„Österreichs ‚schönstes künstliches Mädchen‘“: Wie war sie vor ihrer Verwandlung?

ŽIVOTNÍ PŘÍBĚHY

Auf der Suche nach stylischen Ideen für die aktuelle Saison bin ich auf einen Artikel gestoßen, der eine gewisse Barbie aus Österreich als Stil- und Modeikone beschreibt, obwohl es sich als echte Herausforderung herausstellte, verlässliche Informationen über sie zu finden.

Ich möchte Ihnen Billie (oder laut einigen Quellen Anna) vorstellen, eine 30-jährige Frau aus Wien, die sich selbst als Stilikone und „die schönste künstliche Frau Europas“ bezeichnet.

Billie wurde 1994 in eine gewöhnliche Familie hineingeboren und hatte eine typische Kindheit ohne besondere Interessen. Ich ging zur Schule und trieb Sport. Mit etwa 15 oder 16 Jahren verliebte er sich in die Emo-Kultur, färbte seine Haare schwarz, ließ sich Piercings stechen und ließ sich später ein paar Tattoos stechen. Im Alter von 18 Jahren erkannte Billie, dass die Emo-Ästhetik nicht die Aufmerksamkeit erregte, die sie sich gewünscht hatte, und veranlasste sie, ihr Image komplett zu ändern und das bekannte Schwarz gegen Babypuppenrosa einzutauschen. Obwohl sie allmählich auffiel, hatte sie immer noch das Gefühl, nicht genug zu sein, was dazu führte, dass sie sich mit 19 Jahren ihrer ersten Brustvergrößerungsoperation unterzog.

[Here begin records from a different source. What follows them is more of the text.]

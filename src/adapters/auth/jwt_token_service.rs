//! HS256 JWT adapter for the token service port.
//!
//! Tokens carry the user id as the `sub` claim plus `iat` and `exp`.
//! Resolution validates the signature and expiry, then parses `sub`
//! back into a [`UserId`]; nothing else is trusted from the token.

use chrono::Utc;
use jsonwebtoken::{decode, encode, Algorithm, DecodingKey, EncodingKey, Header, Validation};
use serde::{Deserialize, Serialize};

use crate::config::AuthConfig;
use crate::domain::foundation::{AuthError, UserId};
use crate::ports::TokenService;

#[derive(Debug, Serialize, Deserialize)]
struct Claims {
    sub: String,
    iat: i64,
    exp: i64,
}

/// Token service signing with a locally held HMAC secret.
pub struct JwtTokenService {
    encoding_key: EncodingKey,
    decoding_key: DecodingKey,
    validation: Validation,
    token_ttl_secs: u64,
}

impl JwtTokenService {
    /// Creates a service signing with `secret` and issuing tokens that
    /// live for `token_ttl_secs`.
    pub fn new(secret: &str, token_ttl_secs: u64) -> Self {
        let mut validation = Validation::new(Algorithm::HS256);
        validation.validate_exp = true;
        validation.set_required_spec_claims(&["exp", "sub"]);
        Self {
            encoding_key: EncodingKey::from_secret(secret.as_bytes()),
            decoding_key: DecodingKey::from_secret(secret.as_bytes()),
            validation,
            token_ttl_secs,
        }
    }

    pub fn from_config(config: &AuthConfig) -> Self {
        Self::new(&config.jwt_secret, config.token_ttl_secs)
    }
}

impl TokenService for JwtTokenService {
    fn issue(&self, user_id: UserId) -> Result<String, AuthError> {
        let now = Utc::now().timestamp();
        let claims = Claims {
            sub: user_id.to_string(),
            iat: now,
            exp: now + self.token_ttl_secs as i64,
        };
        encode(&Header::default(), &claims, &self.encoding_key)
            .map_err(|e| AuthError::IssuanceFailed(format!("Failed to sign token: {}", e)))
    }

    fn resolve(&self, token: &str) -> Result<UserId, AuthError> {
        let data = decode::<Claims>(token, &self.decoding_key, &self.validation).map_err(|e| {
            use jsonwebtoken::errors::ErrorKind;
            match e.kind() {
                ErrorKind::ExpiredSignature => {
                    tracing::debug!("Token expired");
                    AuthError::TokenExpired
                }
                _ => {
                    tracing::debug!("Token validation failed: {}", e);
                    AuthError::InvalidToken
                }
            }
        })?;

        UserId::parse(&data.claims.sub).map_err(|_| {
            tracing::warn!("Valid signature but malformed subject claim");
            AuthError::InvalidToken
        })
    }
}

impl std::fmt::Debug for JwtTokenService {
    fn fmt(&self, f: &mut std::fmt::Formatter<'_>) -> std::fmt::Result {
        f.debug_struct("JwtTokenService")
            .field("token_ttl_secs", &self.token_ttl_secs)
            .finish_non_exhaustive()
    }
}

#[cfg(test)]
mod tests {
    use super::*;

    fn service() -> JwtTokenService {
        JwtTokenService::new("test-signing-secret", 3600)
    }

    #[test]
    fn issued_tokens_resolve_to_the_same_user() {
        let service = service();
        let user_id = UserId::generate();

        let token = service.issue(user_id).unwrap();
        let resolved = service.resolve(&token).unwrap();

        assert_eq!(resolved, user_id);
    }

    #[test]
    fn tokens_signed_with_another_secret_are_rejected() {
        let user_id = UserId::generate();
        let token = JwtTokenService::new("other-secret", 3600)
            .issue(user_id)
            .unwrap();

        let result = service().resolve(&token);
        assert!(matches!(result, Err(AuthError::InvalidToken)));
    }

    #[test]
    fn expired_tokens_are_reported_as_expired() {
        // Encode directly so the expiry lands well past the default
        // 60 second validation leeway.
        let now = Utc::now().timestamp();
        let claims = Claims {
            sub: UserId::generate().to_string(),
            iat: now - 7200,
            exp: now - 3600,
        };
        let token = encode(
            &Header::default(),
            &claims,
            &EncodingKey::from_secret(b"test-signing-secret"),
        )
        .unwrap();

        let result = service().resolve(&token);
        assert!(matches!(result, Err(AuthError::TokenExpired)));
    }

    #[test]
    fn garbage_tokens_are_invalid() {
        let result = service().resolve("not-a-jwt");
        assert!(matches!(result, Err(AuthError::InvalidToken)));
    }

    #[test]
    fn valid_signature_with_garbage_subject_is_invalid() {
        let now = Utc::now().timestamp();
        let claims = Claims {
            sub: "not-a-user-id".to_string(),
            iat: now,
            exp: now + 3600,
        };
        let token = encode(
            &Header::default(),
            &claims,
            &EncodingKey::from_secret(b"test-signing-secret"),
        )
        .unwrap();

        let result = service().resolve(&token);
        assert!(matches!(result, Err(AuthError::InvalidToken)));
    }

    #[test]
    fn debug_does_not_leak_the_secret() {
        let rendered = format!("{:?}", service());
        assert!(!rendered.contains("test-signing-secret"));
    }
}
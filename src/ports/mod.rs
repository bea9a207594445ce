//! Ports: contracts between the application core and the outside world.
//!
//! Command and query handlers hold these as `Arc<dyn Trait>`, injected
//! at startup. Adapters implement them; tests substitute mocks.

mod checkin_repository;
mod goal_repository;
mod journey_generator;
mod password_hasher;
mod token_service;
mod user_repository;

pub use checkin_repository::{CheckinRepository, CHECKIN_LIST_LIMIT};
pub use goal_repository::{GoalRepository, GOAL_LIST_LIMIT};
pub use journey_generator::{GenerationError, JourneyGenerator};
pub use password_hasher::{HashingError, PasswordHasher};
pub use token_service::TokenService;
pub use user_repository::UserRepository;
//! DeleteGoalHandler - Command handler for deleting a goal.

use std::sync::Arc;

use crate::domain::foundation::{GoalId, UserId};
use crate::domain::goal::GoalError;
use crate::ports::GoalRepository;

/// Command to delete a goal.
#[derive(Debug, Clone)]
pub struct DeleteGoalCommand {
    pub user_id: UserId,
    pub goal_id: GoalId,
}

/// Handler for goal deletion.
///
/// Check-ins referencing the goal are journal entries and stay behind.
pub struct DeleteGoalHandler {
    goals: Arc<dyn GoalRepository>,
}

impl DeleteGoalHandler {
    pub fn new(goals: Arc<dyn GoalRepository>) -> Self {
        Self { goals }
    }

    pub async fn handle(&self, cmd: DeleteGoalCommand) -> Result<(), GoalError> {
        if !self.goals.delete(cmd.goal_id, cmd.user_id).await? {
            return Err(GoalError::NotFound(cmd.goal_id));
        }
        Ok(())
    }
}
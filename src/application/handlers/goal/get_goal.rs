//! GetGoalHandler - Query handler for a single goal.

use std::sync::Arc;

use crate::domain::foundation::{GoalId, UserId};
use crate::domain::goal::{Goal, GoalError};
use crate::ports::GoalRepository;

/// Query for one goal by id, scoped to its owner.
#[derive(Debug, Clone)]
pub struct GetGoalQuery {
    pub user_id: UserId,
    pub goal_id: GoalId,
}

/// Handler for fetching a goal.
///
/// A goal owned by someone else is indistinguishable from a missing one.
pub struct GetGoalHandler {
    goals: Arc<dyn GoalRepository>,
}

impl GetGoalHandler {
    pub fn new(goals: Arc<dyn GoalRepository>) -> Self {
        Self { goals }
    }

    pub async fn handle(&self, query: GetGoalQuery) -> Result<Goal, GoalError> {
        self.goals
            .find_by_id(query.goal_id, query.user_id)
            .await?
            .ok_or(GoalError::NotFound(query.goal_id))
    }
}
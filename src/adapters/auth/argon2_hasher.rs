//! Argon2id password hashing adapter.
//!
//! Produces self-describing PHC strings, so parameters and salt travel
//! with the hash and verification needs no extra configuration.

use argon2::password_hash::rand_core::OsRng;
use argon2::password_hash::{
    Error as PasswordHashError, PasswordHash, PasswordVerifier, SaltString,
};
use argon2::{Argon2, PasswordHasher as _};

use crate::ports::{HashingError, PasswordHasher};

/// Argon2id hasher with the crate's default parameters.
#[derive(Debug, Clone, Default)]
pub struct Argon2PasswordHasher;

impl Argon2PasswordHasher {
    pub fn new() -> Self {
        Self
    }
}

impl PasswordHasher for Argon2PasswordHasher {
    fn hash(&self, password: &str) -> Result<String, HashingError> {
        let salt = SaltString::generate(&mut OsRng);
        let hash = Argon2::default()
            .hash_password(password.as_bytes(), &salt)
            .map_err(|e| HashingError(format!("Failed to hash password: {}", e)))?;
        Ok(hash.to_string())
    }

    fn verify(&self, password: &str, hash: &str) -> Result<bool, HashingError> {
        let parsed = PasswordHash::new(hash)
            .map_err(|e| HashingError(format!("Stored hash is not a valid PHC string: {}", e)))?;
        match Argon2::default().verify_password(password.as_bytes(), &parsed) {
            Ok(()) => Ok(true),
            Err(PasswordHashError::Password) => Ok(false),
            Err(e) => Err(HashingError(format!(
                "Password verification failed: {}",
                e
            ))),
        }
    }
}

Billies Aufstieg zum Ruhm geschah nicht über Nacht. Zunächst verdiente er Geld, indem er seine Fotos auf verschiedenen Plattformen veröffentlichte und für die Aufrufe Zahlungen erhielt. Sie behauptet, eine der Gründerinnen von OnlyFans zu sein, obwohl es dieser Behauptung an Beweisen mangelt. Nach und nach erregte er die Aufmerksamkeit der Medien, indem er im Fernsehen und in verschiedenen Talkshows auftrat, in denen er seine Erfahrungen zu verschiedenen Aspekten seines Lebens teilte.

Ehrlich gesagt war sie vor all diesen Veränderungen eine charmante junge Frau mit wunderschönen Augen. Leider konnte er in seinem natürlichen Erscheinungsbild nichts Schönes erkennen und entschied sich dafür, sich bestimmten Trends und Standards anzupassen. Die in Österreich lebende Österreicherin hat mehrfach zugegeben, eine Sucht nach Schönheitsoperationen und Injektionen entwickelt zu haben, fühlt sich jedoch hilflos und nicht bereit, ihren Kurs zu ändern.